Mais para dentro, há outra camada bem confusa, as vezes vaga, as vezes fibrosa. São como pássaros barulhentos forçados, sem sucesso, a ficar quietos. O vulgo humano entende alguns, outros nem tenta, outros nem admite que tem. Essa camada não interessa a cientista aqui.

Escarafunchando mais um pouco, encontrei uma camadinha leviana, formada por um tipo de minhoquinha que aparece de repente, incomoda bastante e vai embora em noventa segundos se a pessoa não ficar ruminando. Essa camada leviana também é um tipo de película, nitidamente reconhecida no mundo externo. Ela serve como um disfarce, um desvio para que o humano não preste atenção no embaralhamento que vem a seguir.

Não, caro leitor, essa muvuca não é tricô, nem crochê. Está mais para uma cesta de novelos de lã que mil gatos brincaram e morderam, deixando de herança tantos nós que nem Nossa Senhora Desatadora de Nós desata. Ali dentro moram os monstrinhos anti sociais responsáveis pelo caos da existência desse humano. Eu conheço esse pessoal muito bem, vivem me incomodando no trabalho, então não quero papo com eles agora.
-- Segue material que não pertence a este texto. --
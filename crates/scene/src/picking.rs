use std::cmp::Ordering;

use foundation::bounds::Aabb3;
use foundation::math::{Mat4, Vec2, Vec3};

use crate::World;
use crate::entity::EntityId;

#[derive(Debug, Copy, Clone, PartialEq)]
pub struct Ray {
    pub origin: Vec3,
    pub dir: Vec3,
}

impl Ray {
    pub fn new(origin: Vec3, dir: Vec3) -> Self {
        Self { origin, dir }
    }

    /// Ray from a perspective camera through a point in normalized device
    /// coordinates (`[-1, 1]` on both axes, `+y` up).
    ///
    /// The origin is the camera position; the direction points at the
    /// unprojected `(ndc.x, ndc.y, 0.5)` clip-space point.
    pub fn from_camera(ndc: Vec2, camera_world: &Mat4, projection: &Mat4) -> Option<Self> {
        let inv_projection = projection.inverse()?;
        let origin = camera_world.transform_point(Vec3::ZERO);
        let view_point = inv_projection.transform_point(Vec3::new(ndc.x, ndc.y, 0.5));
        let target = camera_world.transform_point(view_point);
        let dir = (target - origin).normalize()?;
        Some(Self { origin, dir })
    }

    pub fn at(&self, t: f64) -> Vec3 {
        self.origin + self.dir * t
    }
}

#[derive(Debug, Copy, Clone, PartialEq)]
pub struct PickHit {
    pub entity: EntityId,
    pub distance: f64,
    pub point: Vec3,
}

#[derive(Debug, Copy, Clone, PartialEq)]
pub struct PickOptions {
    pub max_distance: f64,
}

impl Default for PickOptions {
    fn default() -> Self {
        Self {
            max_distance: 1.0e30,
        }
    }
}

/// Intersects a ray with the world-space bounds of the candidate meshes.
///
/// Ordering contract:
/// - Hits are sorted by distance along the (normalized) ray.
/// - Hits at the same distance are ordered by ascending `EntityId::index()`.
///
/// Notes:
/// - Candidates that are not meshes, not attached to the root, or hidden are
///   ignored.
/// - A ray starting inside a mesh's bounds hits it at distance 0.
pub fn intersect_all<I>(world: &World, ray: Ray, candidates: I, opts: PickOptions) -> Vec<PickHit>
where
    I: IntoIterator<Item = EntityId>,
{
    let Some(dir) = ray.dir.normalize() else {
        return Vec::new();
    };
    let origin = ray.origin.as_array();
    let dir_a = dir.as_array();

    let mut hits = Vec::new();
    for entity in candidates {
        if !world.is_attached(entity) || !world.is_visible(entity) {
            continue;
        }
        let Some(bounds) = world.world_bounds(entity) else {
            continue;
        };
        let Some(t) = ray_aabb_hit_t(origin, dir_a, bounds, 0.0, opts.max_distance) else {
            continue;
        };
        hits.push(PickHit {
            entity,
            distance: t,
            point: ray.origin + dir * t,
        });
    }

    hits.sort_by(|a, b| {
        distance_order(a.distance, b.distance)
            .then_with(|| a.entity.index().cmp(&b.entity.index()))
    });
    hits
}

/// Nearest hit among the candidates, if any.
pub fn pick_ray<I>(world: &World, ray: Ray, candidates: I, opts: PickOptions) -> Option<PickHit>
where
    I: IntoIterator<Item = EntityId>,
{
    intersect_all(world, ray, candidates, opts).into_iter().next()
}

/// Total order on hit distances with `-0.0 == 0.0`.
fn distance_order(a: f64, b: f64) -> Ordering {
    let canon = |v: f64| if v == 0.0 { 0.0 } else { v };
    canon(a).total_cmp(&canon(b))
}

fn ray_aabb_hit_t(
    origin: [f64; 3],
    dir: [f64; 3],
    bounds: Aabb3,
    mut t_min: f64,
    mut t_max: f64,
) -> Option<f64> {
    // Slabs intersection; returns entry distance.
    for axis in 0..3 {
        let o = origin[axis];
        let d = dir[axis];
        let (min, max) = (bounds.min[axis], bounds.max[axis]);

        if d.abs() < 1e-12 {
            if o < min || o > max {
                return None;
            }
            continue;
        }

        let inv = 1.0 / d;
        let mut t1 = (min - o) * inv;
        let mut t2 = (max - o) * inv;
        if t1 > t2 {
            std::mem::swap(&mut t1, &mut t2);
        }

        t_min = t_min.max(t1);
        t_max = t_max.min(t2);
        if t_max < t_min {
            return None;
        }
    }

    Some(t_min.max(0.0))
}
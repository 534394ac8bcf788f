use std::fmt;

/// Generational handle: `(index, generation)`.
///
/// A handle stays unique for the lifetime of its arena. Reusing a slot bumps
/// the generation, so stale handles never alias a newer value.
#[derive(Copy, Clone, Debug, PartialEq, Eq, Hash, PartialOrd, Ord)]
pub struct Handle {
    index: u32,
    generation: u32,
}

impl Handle {
    pub fn new(index: u32, generation: u32) -> Self {
        Handle { index, generation }
    }

    pub fn index(&self) -> u32 {
        self.index
    }

    pub fn generation(&self) -> u32 {
        self.generation
    }
}

impl fmt::Display for Handle {
    fn fmt(&self, f: &mut fmt::Formatter<'_>) -> fmt::Result {
        write!(f, "{}v{}", self.index, self.generation)
    }
}

#[cfg(test)]
mod tests {
    use super::Handle;

    #[test]
    fn display_includes_generation() {
        assert_eq!(Handle::new(7, 2).to_string(), "7v2");
    }
}
use foundation::bounds::Aabb3;

/// Mesh shape in model units (meters once placed with latitude scaling).
#[derive(Debug, Copy, Clone, PartialEq)]
pub enum Shape3D {
    Cube { size: f64 },
    Sphere { radius: f64 },
}

#[derive(Debug, Copy, Clone, PartialEq)]
pub struct Drawable3D {
    pub shape: Shape3D,
}

impl Drawable3D {
    pub fn cube(size: f64) -> Self {
        Self {
            shape: Shape3D::Cube { size },
        }
    }

    pub fn sphere(radius: f64) -> Self {
        Self {
            shape: Shape3D::Sphere { radius },
        }
    }

    /// Model-space bounds centered on the node origin.
    pub fn local_bounds(&self) -> Aabb3 {
        match self.shape {
            Shape3D::Cube { size } => Aabb3::cube(0.5 * size),
            Shape3D::Sphere { radius } => Aabb3::cube(radius),
        }
    }
}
Ajusto o microscópio e mergulho no emaranhado. Do outro lado encontro um muro.  Ou é uma camada rochosa? Estou estratigraficando? Está pichada com garatujas. Há também inscrições em uma língua desconhecida, quase hieróglifos, praticamente impressas a raio laser. Deduzo, pela profundidade e horror que me causam, que foram impressas em momentos extremos da existência. É uma paredinha sólida, difícil de ultrapassar, mas água mole em pedra dura tanto bate até que fura.
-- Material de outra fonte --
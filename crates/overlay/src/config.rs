use serde::Deserialize;

pub use layers::{PlacementOptions, PreScale};

/// Vertical field of view of the map's own camera (radians).
pub const MAP_FOV_RAD: f64 = 0.643_501_108_793_284_4;

/// How consecutive hover hit lists are compared.
#[derive(Debug, Copy, Clone, PartialEq, Eq, Default, Deserialize)]
#[serde(rename_all = "lowercase")]
pub enum HoverComparison {
    /// Fire only when the number of hits changes. A swap between meshes with
    /// an unchanged hit count is silent.
    #[default]
    Count,
    /// Fire for every mesh that was not hit in the previous frame.
    Identity,
}

#[derive(Debug, Clone, PartialEq, Deserialize)]
#[serde(default, rename_all = "camelCase")]
pub struct OverlayOptions {
    pub hover_comparison: HoverComparison,
    /// Ambient light on the scene plus a directional "sun" in the world group.
    pub default_lights: bool,
    pub fov_rad: f64,
}

impl Default for OverlayOptions {
    fn default() -> Self {
        Self {
            hover_comparison: HoverComparison::Count,
            default_lights: true,
            fov_rad: MAP_FOV_RAD,
        }
    }
}

impl OverlayOptions {
    pub fn from_json(json: &str) -> Result<Self, serde_json::Error> {
        serde_json::from_str(json)
    }

    pub fn with_hover_comparison(mut self, comparison: HoverComparison) -> Self {
        self.hover_comparison = comparison;
        self
    }
}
Então cavoco a pedra um pouco e encontro uma camada gosmenta. É um caldo primordial. Efervescente como a lava de um vulcão que vai explodir logo logo. Mas o que tem dentro?

Me livro do ser humano fatiado e coloco o tempo sob a lente do meu microscópio. De cara, percebo duas camadonas, bem grossas. A mais externa é meio prolixa, meio espiralada, vai e volta, não me interessa, se eu quiser leio um livro e descubro. Quero a outra.

Essa é uma camada estranha. É formada por uma série de entrelaçamentos que acompanham a vida daquele humano. Só que a primeira parte da camada tenta me engambelar com um papinho filosófico de que a transparência das camadas da infância desaparece na vida adulta e blábláblá. É verdade, eu sei, mas eca, todo mundo sabe. Estou mais interessada no que está por baixo disso.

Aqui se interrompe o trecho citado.